La propension de l'État à s'insinuer dans les sphères dont il doit rester détaché est inquiétante : l'immixtion permanente du législateur dans le refuge sacré que constitue la famille est un pas sans cesse franchi par le Gouvernement, et l'encadrement abusif de l'instruction en famille constitue l'un des points d'orgue de ce phénomène. À l'occasion de la loi sur le séparatisme, le Gouvernement s'est arrogé un droit inédit : le droit de soustraire à une instruction parentale des enfants qui bénéficient de l'enseignement qui leur est le plus adéquat ; le droit de revenir sur ce que le Conseil d'État qualifie de principe fondamental ; le droit de faire de l'école de l'éducation nationale un monopole qui n'aura plus à rendre de comptes, face à l'absence de mode d'instruction alternatif.

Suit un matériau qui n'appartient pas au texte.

//! CLI administration tool for covid-report-worker.
//!
//! Runs refresh cycles and inspects the snapshot store without going through
//! the HTTP server. Useful when the platform triggers refreshes from cron
//! instead of the built-in scheduler.
//!
//! # Usage
//!
//! ```bash
//! # Run one refresh cycle
//! cargo run --bin admin -- refresh
//!
//! # Print a cached snapshot
//! cargo run --bin admin -- show bc
//!
//! # Cache health and population of every key
//! cargo run --bin admin -- status
//!
//! # List partitions, keys and upstream paths
//! cargo run --bin admin -- partitions
//! ```
//!
//! # Environment Variables
//!
//! Same as the server (`REDIS_URL`, `UPSTREAM_BASE_URL`, ...). Without
//! `REDIS_URL` the commands run against an empty in-memory store, which is
//! only useful for `refresh` smoke tests.

use covid_report_worker::application::services::{RefreshService, SnapshotService};
use covid_report_worker::config;
use covid_report_worker::domain::Partition;
use covid_report_worker::server::{build_report_source, connect_cache};

use anyhow::{Context, Result};
use clap::{Parser, Subcommand};
use colored::*;

/// CLI tool for managing covid-report-worker.
#[derive(Parser)]
#[command(name = "admin")]
#[command(author, version, about, long_about = None)]
struct Cli {
    #[command(subcommand)]
    command: Commands,
}

/// Top-level commands.
#[derive(Subcommand)]
enum Commands {
    /// Run one refresh cycle now
    Refresh,

    /// Print the cached snapshot of a partition (nation, summary, or a province code)
    Show {
        partition: Partition,
    },

    /// Show cache health and which keys are populated
    Status,

    /// List partitions with their cache keys and upstream paths
    Partitions,
}

#[tokio::main]
async fn main() -> Result<()> {
    // Load environment variables from .env file
    dotenvy::dotenv().ok();

    let cli = Cli::parse();

    match cli.command {
        Commands::Partitions => list_partitions(),
        Commands::Refresh => {
            let config = config::load_from_env().context("Invalid configuration")?;
            let cache = connect_cache(&config).await?;
            let source = build_report_source(&config)?;
            refresh(RefreshService::new(source, cache)).await?
        }
        Commands::Show { partition } => show(open_snapshots().await?, partition).await?,
        Commands::Status => status(open_snapshots().await?).await?,
    }

    Ok(())
}

/// Connects to the configured snapshot store for read-only commands.
async fn open_snapshots() -> Result<SnapshotService> {
    let config = config::load_from_env().context("Invalid configuration")?;
    let cache = connect_cache(&config).await?;
    Ok(SnapshotService::new(cache))
}

/// Runs a refresh cycle and reports what was written.
///
/// Exits with an error when the cycle aborts, after listing the partitions
/// that were refreshed before the failure.
async fn refresh(service: RefreshService) -> Result<()> {
    println!("{}", "Refreshing snapshots".bright_blue().bold());
    println!();

    match service.run_cycle().await {
        Ok(report) => {
            for partition in &report.written {
                println!("  {} {}", "✓".green(), partition.cache_key().cyan());
            }
            println!();
            println!(
                "{} {} partitions, {} bytes in {} ms",
                "Done:".green().bold(),
                report.written.len().to_string().bright_white().bold(),
                report.bytes_written,
                (report.finished_at - report.started_at).num_milliseconds()
            );
            Ok(())
        }
        Err(e) => {
            for partition in &e.written {
                println!("  {} {}", "✓".green(), partition.cache_key().cyan());
            }
            println!("  {} {}", "✗".red(), e.partition.cache_key().red());
            println!();
            println!(
                "{}",
                "Remaining partitions keep their previous snapshots.".yellow()
            );
            Err(e.into())
        }
    }
}

/// Prints a cached snapshot verbatim.
async fn show(service: SnapshotService, partition: Partition) -> Result<()> {
    let snapshot = service
        .get(partition)
        .await
        .map_err(|e| anyhow::anyhow!("Failed to read {}: {}", partition, e))?;

    match snapshot {
        Some(s) => println!("{}", s.as_str()),
        None => eprintln!(
            "{}",
            format!("{} has not been populated yet", partition.cache_key()).yellow()
        ),
    }

    Ok(())
}

/// Prints cache health and per-key population.
///
/// # Output Format
///
/// ```text
/// Snapshot store: OK
///
///   Key               Partition      Size
///   ─────────────────────────────────────────
///   canada_report     nation         48213 B
///   ab_report         province:ab    EMPTY
/// ```
async fn status(service: SnapshotService) -> Result<()> {
    let healthy = service.health_check().await;
    println!(
        "Snapshot store: {}",
        if healthy { "OK".green() } else { "UNREACHABLE".red() }
    );
    println!();

    if !healthy {
        anyhow::bail!("Snapshot store is not reachable");
    }

    println!(
        "  {:<17} {:<14} {}",
        "Key".bright_white().bold(),
        "Partition".bright_white().bold(),
        "Size".bright_white().bold()
    );
    println!("  {}", "─".repeat(41).bright_black());

    let mut populated = 0;
    let partitions = Partition::refresh_order();
    for partition in &partitions {
        let size = match service.get(*partition).await? {
            Some(s) => {
                populated += 1;
                format!("{} B", s.len()).normal()
            }
            None => "EMPTY".yellow(),
        };

        println!(
            "  {:<17} {:<14} {}",
            partition.cache_key().cyan(),
            partition.to_string().bright_black(),
            size
        );
    }

    println!();
    println!(
        "  Populated: {}/{}",
        populated.to_string().bright_white().bold(),
        partitions.len()
    );

    Ok(())
}

/// Prints the static partition table.
fn list_partitions() {
    println!(
        "  {:<14} {:<17} {}",
        "Partition".bright_white().bold(),
        "Key".bright_white().bold(),
        "Upstream".bright_white().bold()
    );
    println!("  {}", "─".repeat(58).bright_black());

    for partition in Partition::refresh_order() {
        println!(
            "  {:<14} {:<17} {}",
            partition.to_string(),
            partition.cache_key().cyan(),
            partition.upstream_path().bright_black()
        );
    }
}
//! Shared state injected into every handler.

use std::sync::Arc;

use crate::application::services::{RefreshService, SnapshotService};
use crate::config::RouterSettings;
use crate::domain::report_source::ReportSource;
use crate::infrastructure::cache::CacheService;

#[derive(Clone)]
pub struct AppState {
    pub snapshot_service: Arc<SnapshotService>,
    /// Used by the development-only `?refresh` escape hatch.
    pub refresh_service: Arc<RefreshService>,
    pub settings: Arc<RouterSettings>,
}

impl AppState {
    /// Wires the services around one cache and one report source.
    pub fn new(
        cache: Arc<dyn CacheService>,
        source: Arc<dyn ReportSource>,
        settings: RouterSettings,
    ) -> Self {
        Self {
            snapshot_service: Arc::new(SnapshotService::new(cache.clone())),
            refresh_service: Arc::new(RefreshService::new(source, cache)),
            settings: Arc::new(settings),
        }
    }
}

L'argument selon lequel il faudrait encadrer l'instruction en famille pour lutter contre le radicalisme islamiste est fallacieux. En effet, diverses études viennent souligner l'absence de convergence entre l'instruction familiale et ces cellules fondamentalistes. Le nombre infime de personnes visées – moins de 30 000 élèves – , est révélateur de l'ambition gouvernementale : l'éducation nationale cherche à enfermer les enfants dans son giron, en dépouillant les parents du droit le plus naturel, celui d'instruire leurs enfants comme ils l'entendent.
Les attaques multiples menées contre l'école hors contrat en sont également un témoignage manifeste. Face aux résultats particulièrement prometteurs produits par ces modes d'instruction alternatifs, l'éducation nationale redoute-t-elle de se confronter à l'excellence ?
Le Gouvernement ne peut s'octroyer des droits exclusifs sans mettre tout en oeuvre pour faciliter la vie des Français : vous ne pouvez pas priver les enfants d'une instruction en famille, alors même que les écoles rurales viennent à manquer. Vous ne pouvez empêcher des écoles hors contrat de s'installer dans des zones où l'école de la République ne tient plus ses promesses et où règne un chaos organisé par quelques élèves perturbateurs et auquel l'éducation nationale peine à mettre un terme.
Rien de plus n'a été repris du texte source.